Finalist
3 weeks · Carrefour · Bachelor 2
Beer Assortment Optimization with AI
Optimizing beer assortment across 3 French regions with an AI-powered Streamlit dashboard, a natural language SQL chatbot, and recommendation algorithms for store managers.
Business Context
Carrefour needed to optimize its beer category assortment across Grand Est, Normandie, and PACA regions. Consumer preferences vary significantly by geography, and store managers lacked accessible data tools.
Strategic Problem
How to optimize the beer assortment in Carrefour stores across three distinct French regions to maximize sales while giving store managers AI-powered tools to understand and act on their data?
Data Sources
Store-level beer sales data, regional consumer preferences, SKU performance metrics, shelf space allocation, and demographic data per region.
Methodology
Built a Streamlit dashboard with regional statistics visualization and AI-powered assortment recommendations for store managers.
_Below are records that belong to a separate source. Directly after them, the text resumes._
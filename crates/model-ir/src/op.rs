// Copyright (c) 2025 Dimitris Kafetzis
//
// Licensed under the MIT License.
// See LICENSE file in the project root for full license information.
//
// SPDX-License-Identifier: MIT

//! Operation kinds and their serialized option tables.

use std::fmt;

use tensor_core::{FusedActivation, Layout, Padding};

/// The closed set of operations the engine executes.
#[derive(Debug, Clone, Copy, PartialEq, Eq, Hash, PartialOrd, Ord)]
pub enum OpKind {
    Conv2D,
    DepthwiseConv2D,
    TransposeConv,
    AveragePool2D,
    MaxPool2D,
    FullyConnected,
    Add,
    Mul,
    Relu,
    Relu6,
    Logistic,
    Tanh,
    Gelu,
    Softmax,
    Reshape,
    Transpose,
    StridedSlice,
    Mean,
    /// Layout conversion between channel-last and channel-first.
    Permute,
}

impl OpKind {
    pub const ALL: [OpKind; 19] = [
        OpKind::Conv2D,
        OpKind::DepthwiseConv2D,
        OpKind::TransposeConv,
        OpKind::AveragePool2D,
        OpKind::MaxPool2D,
        OpKind::FullyConnected,
        OpKind::Add,
        OpKind::Mul,
        OpKind::Relu,
        OpKind::Relu6,
        OpKind::Logistic,
        OpKind::Tanh,
        OpKind::Gelu,
        OpKind::Softmax,
        OpKind::Reshape,
        OpKind::Transpose,
        OpKind::StridedSlice,
        OpKind::Mean,
        OpKind::Permute,
    ];

    /// Manifest name of the operation.
    pub fn as_str(self) -> &'static str {
        match self {
            OpKind::Conv2D => "conv2d",
            OpKind::DepthwiseConv2D => "depthwise_conv2d",
            OpKind::TransposeConv => "transpose_conv",
            OpKind::AveragePool2D => "average_pool2d",
            OpKind::MaxPool2D => "max_pool2d",
            OpKind::FullyConnected => "fully_connected",
            OpKind::Add => "add",
            OpKind::Mul => "mul",
            OpKind::Relu => "relu",
            OpKind::Relu6 => "relu6",
            OpKind::Logistic => "logistic",
            OpKind::Tanh => "tanh",
            OpKind::Gelu => "gelu",
            OpKind::Softmax => "softmax",
            OpKind::Reshape => "reshape",
            OpKind::Transpose => "transpose",
            OpKind::StridedSlice => "strided_slice",
            OpKind::Mean => "mean",
            OpKind::Permute => "permute",
        }
    }

    /// Parses a manifest op name (case-insensitive, `-` accepted for `_`).
    pub fn parse(s: &str) -> Option<Self> {
        let normalized = s.to_lowercase().replace('-', "_");
        Self::ALL.into_iter().find(|k| k.as_str() == normalized)
    }

    /// Windowed operations whose spatial axes follow the executing layout.
    pub fn is_spatial(self) -> bool {
        matches!(
            self,
            OpKind::Conv2D
                | OpKind::DepthwiseConv2D
                | OpKind::TransposeConv
                | OpKind::AveragePool2D
                | OpKind::MaxPool2D
        )
    }

    /// Element-wise operations whose result does not depend on the layout
    /// as long as every operand shares it.
    pub fn is_elementwise(self) -> bool {
        matches!(
            self,
            OpKind::Add
                | OpKind::Mul
                | OpKind::Relu
                | OpKind::Relu6
                | OpKind::Logistic
                | OpKind::Tanh
                | OpKind::Gelu
        )
    }
}

impl fmt::Display for OpKind {
    fn fmt(&self, f: &mut fmt::Formatter<'_>) -> fmt::Result {
        f.write_str(self.as_str())
    }
}

// ── Option tables ──────────────────────────────────────────────

fn one() -> usize {
    1
}

fn default_beta() -> f32 {
    1.0
}

#[derive(Debug, Clone, PartialEq, serde::Serialize, serde::Deserialize)]
pub struct Conv2DOptions {
    #[serde(default)]
    pub padding: Padding,
    #[serde(default = "one")]
    pub stride_h: usize,
    #[serde(default = "one")]
    pub stride_w: usize,
    #[serde(default = "one")]
    pub dilation_h: usize,
    #[serde(default = "one")]
    pub dilation_w: usize,
    #[serde(default)]
    pub fused_activation: FusedActivation,
}

#[derive(Debug, Clone, PartialEq, serde::Serialize, serde::Deserialize)]
pub struct DepthwiseConv2DOptions {
    #[serde(default)]
    pub padding: Padding,
    #[serde(default = "one")]
    pub stride_h: usize,
    #[serde(default = "one")]
    pub stride_w: usize,
    #[serde(default = "one")]
    pub dilation_h: usize,
    #[serde(default = "one")]
    pub dilation_w: usize,
    #[serde(default = "one")]
    pub depth_multiplier: usize,
    #[serde(default)]
    pub fused_activation: FusedActivation,
}

#[derive(Debug, Clone, PartialEq, serde::Serialize, serde::Deserialize)]
pub struct TransposeConvOptions {
    #[serde(default)]
    pub padding: Padding,
    #[serde(default = "one")]
    pub stride_h: usize,
    #[serde(default = "one")]
    pub stride_w: usize,
    #[serde(default)]
    pub fused_activation: FusedActivation,
}

#[derive(Debug, Clone, PartialEq, serde::Serialize, serde::Deserialize)]
pub struct Pool2DOptions {
    #[serde(default)]
    pub padding: Padding,
    #[serde(default = "one")]
    pub stride_h: usize,
    #[serde(default = "one")]
    pub stride_w: usize,
    #[serde(default = "one")]
    pub filter_h: usize,
    #[serde(default = "one")]
    pub filter_w: usize,
    #[serde(default)]
    pub fused_activation: FusedActivation,
}

#[derive(Debug, Clone, Default, PartialEq, serde::Serialize, serde::Deserialize)]
pub struct FullyConnectedOptions {
    #[serde(default)]
    pub fused_activation: FusedActivation,
    #[serde(default)]
    pub keep_num_dims: bool,
}

#[derive(Debug, Clone, Default, PartialEq, serde::Serialize, serde::Deserialize)]
pub struct ArithmeticOptions {
    #[serde(default)]
    pub fused_activation: FusedActivation,
}

#[derive(Debug, Clone, PartialEq, serde::Serialize, serde::Deserialize)]
pub struct SoftmaxOptions {
    #[serde(default = "default_beta")]
    pub beta: f32,
}

#[derive(Debug, Clone, Default, PartialEq, serde::Serialize, serde::Deserialize)]
pub struct ReshapeOptions {
    #[serde(default)]
    pub new_shape: Option<Vec<i64>>,
}

/// Bitmask fields controlling strided-slice range resolution. Bit `i`
/// refers to entry `i` of the begin/end/strides operands.
#[derive(Debug, Clone, Copy, Default, PartialEq, Eq, serde::Serialize, serde::Deserialize)]
pub struct StridedSliceOptions {
    #[serde(default)]
    pub begin_mask: i32,
    #[serde(default)]
    pub end_mask: i32,
    #[serde(default)]
    pub ellipsis_mask: i32,
    #[serde(default)]
    pub new_axis_mask: i32,
    #[serde(default)]
    pub shrink_axis_mask: i32,
}

#[derive(Debug, Clone, Default, PartialEq, serde::Serialize, serde::Deserialize)]
pub struct ReducerOptions {
    #[serde(default)]
    pub keep_dims: bool,
}

#[derive(Debug, Clone, Copy, PartialEq, Eq, serde::Serialize, serde::Deserialize)]
pub struct PermuteOptions {
    pub from: Layout,
    pub to: Layout,
}

/// Raw kind-specific parameters of a node, as read from the model.
#[derive(Debug, Clone, PartialEq)]
pub enum NodeOptions {
    None,
    Conv2D(Conv2DOptions),
    DepthwiseConv2D(DepthwiseConv2DOptions),
    TransposeConv(TransposeConvOptions),
    Pool2D(Pool2DOptions),
    FullyConnected(FullyConnectedOptions),
    Arithmetic(ArithmeticOptions),
    Softmax(SoftmaxOptions),
    Reshape(ReshapeOptions),
    StridedSlice(StridedSliceOptions),
    Reducer(ReducerOptions),
    Permute(PermuteOptions),
}

impl NodeOptions {
    /// Parses the option table of `kind` from JSON. A missing table
    /// (`null`) yields the defaults, which for windowed ops leave the
    /// padding `Undefined`.
    pub fn from_json(kind: OpKind, value: serde_json::Value) -> Result<Self, serde_json::Error> {
        let value = if value.is_null() {
            serde_json::Value::Object(Default::default())
        } else {
            value
        };
        Ok(match kind {
            OpKind::Conv2D => NodeOptions::Conv2D(serde_json::from_value(value)?),
            OpKind::DepthwiseConv2D => NodeOptions::DepthwiseConv2D(serde_json::from_value(value)?),
            OpKind::TransposeConv => NodeOptions::TransposeConv(serde_json::from_value(value)?),
            OpKind::AveragePool2D | OpKind::MaxPool2D => {
                NodeOptions::Pool2D(serde_json::from_value(value)?)
            }
            OpKind::FullyConnected => NodeOptions::FullyConnected(serde_json::from_value(value)?),
            OpKind::Add | OpKind::Mul => NodeOptions::Arithmetic(serde_json::from_value(value)?),
            OpKind::Softmax => NodeOptions::Softmax(serde_json::from_value(value)?),
            OpKind::Reshape => NodeOptions::Reshape(serde_json::from_value(value)?),
            OpKind::StridedSlice => NodeOptions::StridedSlice(serde_json::from_value(value)?),
            OpKind::Mean => NodeOptions::Reducer(serde_json::from_value(value)?),
            OpKind::Permute => NodeOptions::Permute(serde_json::from_value(value)?),
            OpKind::Relu
            | OpKind::Relu6
            | OpKind::Logistic
            | OpKind::Tanh
            | OpKind::Gelu
            | OpKind::Transpose => NodeOptions::None,
        })
    }

    /// `true` when this option table is the one `kind` expects.
    pub fn matches(&self, kind: OpKind) -> bool {
        matches!(
            (kind, self),
            (OpKind::Conv2D, NodeOptions::Conv2D(_))
                | (OpKind::DepthwiseConv2D, NodeOptions::DepthwiseConv2D(_))
                | (OpKind::TransposeConv, NodeOptions::TransposeConv(_))
                | (OpKind::AveragePool2D | OpKind::MaxPool2D, NodeOptions::Pool2D(_))
                | (OpKind::FullyConnected, NodeOptions::FullyConnected(_))
                | (OpKind::Add | OpKind::Mul, NodeOptions::Arithmetic(_))
                | (OpKind::Softmax, NodeOptions::Softmax(_))
                | (OpKind::Reshape, NodeOptions::Reshape(_))
                | (OpKind::StridedSlice, NodeOptions::StridedSlice(_))
                | (OpKind::Mean, NodeOptions::Reducer(_))
                | (OpKind::Permute, NodeOptions::Permute(_))
                | (
                    OpKind::Relu
                        | OpKind::Relu6
                        | OpKind::Logistic
                        | OpKind::Tanh
                        | OpKind::Gelu
                        | OpKind::Transpose,
                    NodeOptions::None
                )
        )
    }

    /// Padding of windowed operations.
    pub fn padding(&self) -> Option<Padding> {
        match self {
            NodeOptions::Conv2D(o) => Some(o.padding),
            NodeOptions::DepthwiseConv2D(o) => Some(o.padding),
            NodeOptions::TransposeConv(o) => Some(o.padding),
            NodeOptions::Pool2D(o) => Some(o.padding),
            _ => None,
        }
    }

    /// Fused activation of operations that carry one.
    pub fn fused_activation(&self) -> Option<FusedActivation> {
        match self {
            NodeOptions::Conv2D(o) => Some(o.fused_activation),
            NodeOptions::DepthwiseConv2D(o) => Some(o.fused_activation),
            NodeOptions::TransposeConv(o) => Some(o.fused_activation),
            NodeOptions::Pool2D(o) => Some(o.fused_activation),
            NodeOptions::FullyConnected(o) => Some(o.fused_activation),
            NodeOptions::Arithmetic(o) => Some(o.fused_activation),
            _ => None,
        }
    }

    /// Rejects option tables with unset required enums or zero strides.
    pub fn check(&self) -> Result<(), String> {
        if self.padding() == Some(Padding::Undefined) {
            return Err("padding is undefined".into());
        }
        if self.fused_activation() == Some(FusedActivation::Undefined) {
            return Err("fused activation is undefined".into());
        }
        let strides = match self {
            NodeOptions::Conv2D(o) => [o.stride_h, o.stride_w, o.dilation_h, o.dilation_w],
            NodeOptions::DepthwiseConv2D(o) => [o.stride_h, o.stride_w, o.dilation_h, o.dilation_w],
            NodeOptions::TransposeConv(o) => [o.stride_h, o.stride_w, 1, 1],
            NodeOptions::Pool2D(o) => [o.stride_h, o.stride_w, o.filter_h, o.filter_w],
            _ => [1; 4],
        };
        if strides.contains(&0) {
            return Err("strides, dilations and filter sizes must be positive".into());
        }
        Ok(())
    }
}

#[cfg(test)]
mod tests {
    use super::*;

    #[test]
    fn test_parse_roundtrip_names() {
        for kind in OpKind::ALL {
            assert_eq!(OpKind::parse(kind.as_str()), Some(kind));
        }
        assert_eq!(OpKind::parse("Depthwise-Conv2D"), Some(OpKind::DepthwiseConv2D));
        assert_eq!(OpKind::parse("lstm"), None);
    }

    #[test]
    fn test_missing_padding_is_undefined() {
        let opts = NodeOptions::from_json(OpKind::Conv2D, serde_json::json!({"stride_h": 2})).unwrap();
        assert_eq!(opts.padding(), Some(Padding::Undefined));
        assert!(opts.check().is_err());
    }

    #[test]
    fn test_options_defaults() {
        let opts = NodeOptions::from_json(OpKind::Softmax, serde_json::Value::Null).unwrap();
        assert_eq!(opts, NodeOptions::Softmax(SoftmaxOptions { beta: 1.0 }));
        let opts = NodeOptions::from_json(OpKind::Add, serde_json::Value::Null).unwrap();
        assert!(opts.matches(OpKind::Add));
        assert!(!opts.matches(OpKind::Conv2D));
        assert!(opts.check().is_ok());
    }

    #[test]
    fn test_strided_slice_masks() {
        let opts = NodeOptions::from_json(
            OpKind::StridedSlice,
            serde_json::json!({"begin_mask": 5, "shrink_axis_mask": 2}),
        )
        .unwrap();
        let NodeOptions::StridedSlice(s) = opts else {
            panic!("wrong options variant");
        };
        assert_eq!(s.begin_mask, 5);
        assert_eq!(s.shrink_axis_mask, 2);
        assert_eq!(s.end_mask, 0);
    }

    #[test]
    fn test_zero_stride_rejected() {
        let opts = NodeOptions::from_json(
            OpKind::MaxPool2D,
            serde_json::json!({"padding": "valid", "stride_h": 0}),
        )
        .unwrap();
        assert!(opts.check().is_err());
    }
}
Created a chatbot trained on store data for conversational data exploration. Implemented natural language to SQL queries (e.g., 'which is the best-selling beer?') using AI to generate and execute SQL queries — giving non-technical store managers instant access to insights.
Key Results
Reached finalist stage. Delivered a complete data product: Streamlit dashboard with AI recommendations, conversational chatbot, and natural-language SQL interface for store managers.
Business Impact
Demonstrated how AI can democratize data access in retail — making complex analytics available to non-technical users through natural language interfaces.